High-affinity binding of Ca2+ to bovine α-lactalbumin in the absence and presence of EGTA

Abstract

Literature values for the Kd for Ca2+ in bovine .alpha.-lactalbumin range over 3 orders of magnitude. There is a difference between 2 results obtained with EGTA [ethylene glycol bis(.beta.-aminoethyl ether)-N,N,N'',N''-tetraacetic acid] as a metal-ion buffer, partly because different values for the Kd of Ca2+-EGTA were used in the calculations, and a much wider difference between results obtained in the presence and absence of EGTA, which was attributed to an interaction between EGTA and the protein.
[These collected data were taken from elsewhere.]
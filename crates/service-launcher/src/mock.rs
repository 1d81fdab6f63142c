//! # Mock Components & Testing Guide
//!
//! [`MockInitializer`] and [`MockService`] implement the capability traits entirely
//! in-memory. Every call is recorded in a shared [`CallLog`], so a test can assert on
//! the exact interleaving of `init`, `start` and `stop` calls across components.
//!
//! ## When to use Mocks vs Real Components
//!
//! | Feature | Mocks | Real components |
//! |---------|-------|-----------------|
//! | **Speed** | Instant | Depends on I/O |
//! | **Ordering assertions** | Built in (`CallLog`) | Manual instrumentation |
//! | **Error Injection** | `fail_start`, `fail_stop`, `stop_delay` | Hard to provoke |
//! | **Use Case** | Testing launcher ordering and failure semantics | End-to-end wiring |
//!
//! ## Recorded events
//!
//! Events are plain strings of the form `"init:<name>"`, `"start:<name>"` and
//! `"stop:<name>"`, appended in the order the calls were entered.
//!
//! ## Example
//!
//! ```rust
//! use service_launcher::mock::{CallLog, MockService};
//! use service_launcher::Launcher;
//! use tokio_util::sync::CancellationToken;
//!
//! #[tokio::main]
//! async fn main() {
//!     let log = CallLog::new();
//!     let mut launcher = Launcher::new();
//!     launcher
//!         .add_service(MockService::new("db", &log))
//!         .add_service(MockService::new("http", &log).fail_stop("port busy"));
//!
//!     let token = CancellationToken::new();
//!     let handle = tokio::spawn(launcher.run_with_report(token.clone()));
//!
//!     log.wait_for_starts(2).await;
//!     token.cancel();
//!
//!     let report = handle.await.unwrap();
//!     assert!(report.is_ok());
//!     assert_eq!(report.stop_errors.len(), 1);
//!     assert_eq!(log.stops(), vec!["http", "db"]);
//! }
//! ```

use crate::error::BoxError;
use crate::service::{Initializer, Service};
use async_trait::async_trait;
use std::sync::{Arc, Mutex};
use std::time::Duration;
use tokio::sync::Notify;
use tokio_util::sync::CancellationToken;

// =============================================================================
// CALL LOG
// =============================================================================

/// Shared, ordered record of every mock call.
///
/// Cheap to clone; all clones observe the same log.
#[derive(Clone, Default)]
pub struct CallLog {
    events: Arc<Mutex<Vec<String>>>,
    changed: Arc<Notify>,
}

impl CallLog {
    pub fn new() -> Self {
        Self::default()
    }

    fn record(&self, kind: &str, name: &str) {
        self.events.lock().unwrap().push(format!("{kind}:{name}"));
        self.changed.notify_waiters();
    }

    /// All events in call order.
    pub fn events(&self) -> Vec<String> {
        self.events.lock().unwrap().clone()
    }

    /// Names of the components that received `kind` calls, in call order.
    pub fn names(&self, kind: &str) -> Vec<String> {
        let prefix = format!("{kind}:");
        self.events
            .lock()
            .unwrap()
            .iter()
            .filter_map(|e| e.strip_prefix(&prefix).map(str::to_string))
            .collect()
    }

    pub fn inits(&self) -> Vec<String> {
        self.names("init")
    }

    pub fn starts(&self) -> Vec<String> {
        self.names("start")
    }

    pub fn stops(&self) -> Vec<String> {
        self.names("stop")
    }

    /// Index of the first occurrence of `event` (e.g. `"stop:db"`).
    pub fn position(&self, event: &str) -> Option<usize> {
        self.events.lock().unwrap().iter().position(|e| e == event)
    }

    /// Waits until at least `count` `start` calls have been recorded.
    pub async fn wait_for_starts(&self, count: usize) {
        loop {
            // Register interest before checking, so a record in between is not missed.
            let changed = self.changed.notified();
            if self.starts().len() >= count {
                return;
            }
            changed.await;
        }
    }
}

// =============================================================================
// MOCK INITIALIZER
// =============================================================================

/// An [`Initializer`] that records its call and optionally fails.
pub struct MockInitializer {
    name: String,
    log: CallLog,
    error: Option<String>,
}

impl MockInitializer {
    pub fn new(name: impl Into<String>, log: &CallLog) -> Self {
        Self {
            name: name.into(),
            log: log.clone(),
            error: None,
        }
    }

    /// Makes `init` fail with `message`.
    pub fn fail(mut self, message: impl Into<String>) -> Self {
        self.error = Some(message.into());
        self
    }
}

#[async_trait]
impl Initializer for MockInitializer {
    fn name(&self) -> &str {
        &self.name
    }

    async fn init(&self, _token: CancellationToken) -> Result<(), BoxError> {
        self.log.record("init", &self.name);
        match &self.error {
            Some(message) => Err(message.clone().into()),
            None => Ok(()),
        }
    }
}

// =============================================================================
// MOCK SERVICE
// =============================================================================

/// How a [`MockService`] behaves once `start` is entered.
#[derive(Debug, Clone, PartialEq)]
enum StartBehavior {
    /// Run until the token is cancelled or `stop` is called.
    UntilStopped,
    /// Return `Ok(())` straight away.
    ExitImmediately,
    /// Return an error straight away.
    Fail(String),
    /// Panic on the first poll.
    Panic(String),
    /// Ignore both the token and `stop`.
    Hang,
}

/// A [`Service`] that records its calls and can be scripted to misbehave.
///
/// By default `start` runs until either its token is cancelled or `stop` is called,
/// and `stop` succeeds immediately.
pub struct MockService {
    name: String,
    log: CallLog,
    start: StartBehavior,
    stop_error: Option<String>,
    stop_panic: Option<String>,
    stop_delay: Option<Duration>,
    stopped: CancellationToken,
}

impl MockService {
    pub fn new(name: impl Into<String>, log: &CallLog) -> Self {
        Self {
            name: name.into(),
            log: log.clone(),
            start: StartBehavior::UntilStopped,
            stop_error: None,
            stop_panic: None,
            stop_delay: None,
            stopped: CancellationToken::new(),
        }
    }

    /// Makes `start` return `message` as an error immediately.
    pub fn fail_start(mut self, message: impl Into<String>) -> Self {
        self.start = StartBehavior::Fail(message.into());
        self
    }

    /// Makes `start` return `Ok(())` immediately.
    pub fn exit_immediately(mut self) -> Self {
        self.start = StartBehavior::ExitImmediately;
        self
    }

    pub fn panic_on_start(mut self, message: impl Into<String>) -> Self {
        self.start = StartBehavior::Panic(message.into());
        self
    }

    /// Makes `start` never return on its own.
    pub fn hang_on_start(mut self) -> Self {
        self.start = StartBehavior::Hang;
        self
    }

    /// Makes `stop` fail with `message` (after any configured delay).
    pub fn fail_stop(mut self, message: impl Into<String>) -> Self {
        self.stop_error = Some(message.into());
        self
    }

    /// Makes `stop` panic with `message` after releasing `start`.
    pub fn panic_on_stop(mut self, message: impl Into<String>) -> Self {
        self.stop_panic = Some(message.into());
        self
    }

    /// Makes `stop` sleep for `delay` before returning, ignoring its token.
    pub fn stop_delay(mut self, delay: Duration) -> Self {
        self.stop_delay = Some(delay);
        self
    }
}

#[async_trait]
impl Service for MockService {
    fn name(&self) -> &str {
        &self.name
    }

    async fn start(&self, token: CancellationToken) -> Result<(), BoxError> {
        self.log.record("start", &self.name);
        match &self.start {
            StartBehavior::UntilStopped => {
                tokio::select! {
                    _ = token.cancelled() => {}
                    _ = self.stopped.cancelled() => {}
                }
                Ok(())
            }
            StartBehavior::ExitImmediately => Ok(()),
            StartBehavior::Fail(message) => Err(message.clone().into()),
            StartBehavior::Panic(message) => panic!("{message}"),
            StartBehavior::Hang => {
                std::future::pending::<()>().await;
                Ok(())
            }
        }
    }

    async fn stop(&self, _token: CancellationToken) -> Result<(), BoxError> {
        self.log.record("stop", &self.name);
        self.stopped.cancel();
        if let Some(delay) = self.stop_delay {
            tokio::time::sleep(delay).await;
        }
        if let Some(message) = &self.stop_panic {
            panic!("{message}");
        }
        match &self.stop_error {
            Some(message) => Err(message.clone().into()),
            None => Ok(()),
        }
    }
}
Titrations in a flow-dialysis cell showed that Mn2+ competed with Ca2+ for the high-affinity site on the protein, and the results, combined with a Kd for Mn2+ of 2.1 .+-. 0.1 .mu.M, which was determined fluorimetrically, gave a Kd for Ca2+ of 1.3 .+-. 0.1 nM. When .alpha.-lactalbumin containing 45Ca2+ was titrated with EGTA in a flow-dialysis cell, and widely accepted metal-chelation data for EGTA were used in the calculations, a Kd for Ca2+ of 1.10 .+-. 0.03 nM was obtained. The results from the 2 methods are so similar as to indicate that the affinity for Ca2+ was unaffected by the presence of EGTA.